• [Work to complete] Copy every line of the following data that includes the string "provided".

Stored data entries
#[async_trait]
impl VectorIndex for MilvusStore {
    fn collection(&self) -> &str {
        &self.collection
    }

    fn dimension(&self) -> usize {
        self.dimension
    }

    fn state(&self) -> CollectionState {
        self.state
    }

    async fn create_collection(&mut self) -> Result<(), SearchError> {
        if self.client.has_collection(&self.collection).await? {
            match self.declared_dimension().await? {
                Some(declared) if declared != self.dimension => {
                    return Err(SearchError::DimensionMismatch {
                        collection: self.collection.clone(),
                        declared,
                        provided: self.dimension,
                    });
                }
                Some(_) => {}
                None => warn!(
                    collection = %self.collection,
                    "could not read the embedding dimension of the existing collection"
                ),
            }
            info!(collection = %self.collection, "using existing collection");
        } else {
            self.client
                .post(
                    "collections/create",
                    collection_schema_body(&self.collection, self.dimension),
                )
                .await?;
            info!(
                collection = %self.collection,
                dimension = self.dimension,
                "created collection with HNSW index"
            );
        }

        self.state = CollectionState::Created;
        self.load_and_wait().await
    }

    async fn insert(&self, batch: &ChunkBatch, vectors: &[Vec<f32>]) -> Result<usize, SearchError> {
        require_loaded(self.state, &self.collection)?;
        validate_rows(&self.collection, self.dimension, batch, vectors)?;
        if batch.is_empty() {
            return Ok(0);
        }

        let client = &self.client;
        let collection = self.collection.as_str();
        let send = move |rows: Range<usize>| {
            let body = insert_body(collection, batch, vectors, rows.clone());
            async move {
                let body = client.post("entities/insert", body).await?;
                Ok::<usize, SearchError>(body
                    .pointer("/data/insertCount")
                    .and_then(Value::as_u64)
                    .map(|count| count as usize)
                    .unwrap_or(rows.len()))
            }
        };
        let discard = move || async move {
            for name in distinct_names(batch) {
                self.delete_document(name).await?;
            }
            self.flush().await?;
            Ok::<(), SearchError>(())
        };
        let inserted = insert_in_slices(batch.len(), INSERT_SLICE, send, discard).await?;

        self.flush().await?;
        debug!(collection = %self.collection, rows = inserted, "inserted rows");
        Ok(inserted)
    }

    async fn latest_mod_time(&self, document_name: &str) -> Result<Option<f64>, SearchError> {
        require_loaded(self.state, &self.collection)?;
        let body = self
            .client
            .post(
                "entities/query",
                json!({
                    "collectionName": self.collection,
                    "filter": name_filter(document_name),
                    "outputFields": ["file_mod_time"],
                    "limit": MOD_TIME_QUERY_LIMIT,
                }),
            )
            .await?;
        Ok(parse_latest_mod_time(&body))
    }

    async fn delete_document(&self, document_name: &str) -> Result<(), SearchError> {
        require_loaded(self.state, &self.collection)?;
        self.client
            .post(
                "entities/delete",
                json!({
                    "collectionName": self.collection,
                    "filter": name_filter(document_name),
                }),
            )
            .await?;
        debug!(collection = %self.collection, document = document_name, "deleted document rows");
        Ok(())
    }

    async fn flush(&self) -> Result<(), SearchError> {
        require_loaded(self.state, &self.collection)?;
        self.client
            .post("collections/flush", json!({ "collectionName": self.collection }))
            .await?;
        Ok(())
    }

    async fn count_document_rows(&self, document_name: &str) -> Result<usize, SearchError> {
        require_loaded(self.state, &self.collection)?;
        let body = self
            .client
            .post(
                "entities/query",
                json!({
                    "collectionName": self.collection,
                    "filter": name_filter(document_name),
                    "outputFields": ["count(*)"],
                }),
            )
            .await?;
        Ok(parse_count(&body))
    }

    async fn search(&self, query_vector: &[f32], limit: usize) -> Result<Vec<SearchHit>, SearchError> {
        require_loaded(self.state, &self.collection)?;
        if query_vector.len() != self.dimension {
            return Err(SearchError::DimensionMismatch {
                collection: self.collection.clone(),
                declared: self.dimension,
                provided: query_vector.len(),
            });
        }
        if limit == 0 {
            return Ok(Vec::new());
        }

        let body = self
            .client
            .post(
                "entities/search",
                search_body(&self.collection, query_vector, limit),
            )
            .await?;

        let mut hits = parse_search_hits(&body);
        hits.sort_by(|left, right| right.score.total_cmp(&left.score));
        hits.truncate(limit);
        Ok(hits)
    }

    async fn drop_collection(&mut self) -> Result<bool, SearchError> {
        let existed = self.client.drop_collection(&self.collection).await?;
        self.state = CollectionState::Absent;
        Ok(existed)
    }

    async fn close(&mut self) {
        self.state = CollectionState::Absent;
        self.client.close();
    }
}

/// Sends `total` rows in slices of `slice` through `send`. If a slice fails,
/// `discard` removes whatever earlier slices stored so no document is left
/// half indexed, then the slice error is returned.
async fn insert_in_slices<S, SF, D, DF>(
    total: usize,
    slice: usize,
    mut send: S,
    discard: D,
) -> Result<usize, SearchError>
where
    S: FnMut(Range<usize>) -> SF,
    SF: Future<Output = Result<usize, SearchError>>,
    D: FnOnce() -> DF,
    DF: Future<Output = Result<(), SearchError>>,
{
    let mut inserted = 0usize;
    for start in (0..total).step_by(slice.max(1)) {
        let end = (start + slice.max(1)).min(total);
        match send(start..end).await {
            Ok(count) => inserted += count,
            Err(error) => {
                if inserted > 0 {
                    if let Err(cleanup) = discard().await {
                        warn!(%cleanup, rows = inserted, "failed to remove partially inserted rows");
                    }
                }
                return Err(error);
            }
        }
    }
    Ok(inserted)
}

fn distinct_names(batch: &ChunkBatch) -> BTreeSet<&str> {
    batch.document_names.iter().map(String::as_str).collect()
}

fn endpoint(base_url: &str, path: &str) -> Result<Url, SearchError> {
    let base = Url::parse(&format!("{}/", base_url.trim_end_matches('/')))?;
    Ok(base.join(&format!("v2/vectordb/{path}"))?)
}

fn check_code(path: &str, body: &Value) -> Result<(), SearchError> {
    let code = body.pointer("/code").and_then(Value::as_i64).unwrap_or(0);
    if code == 0 {
        return Ok(());
    }
    let message = body
        .pointer("/message")
        .and_then(Value::as_str)
        .unwrap_or("no message");
    Err(SearchError::BackendResponse {
        backend: BACKEND.to_string(),
        details: format!("{path} failed with code {code}: {message}"),
    })
}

• [Worked solution]
                        provided: self.dimension,
                provided: query_vector.len(),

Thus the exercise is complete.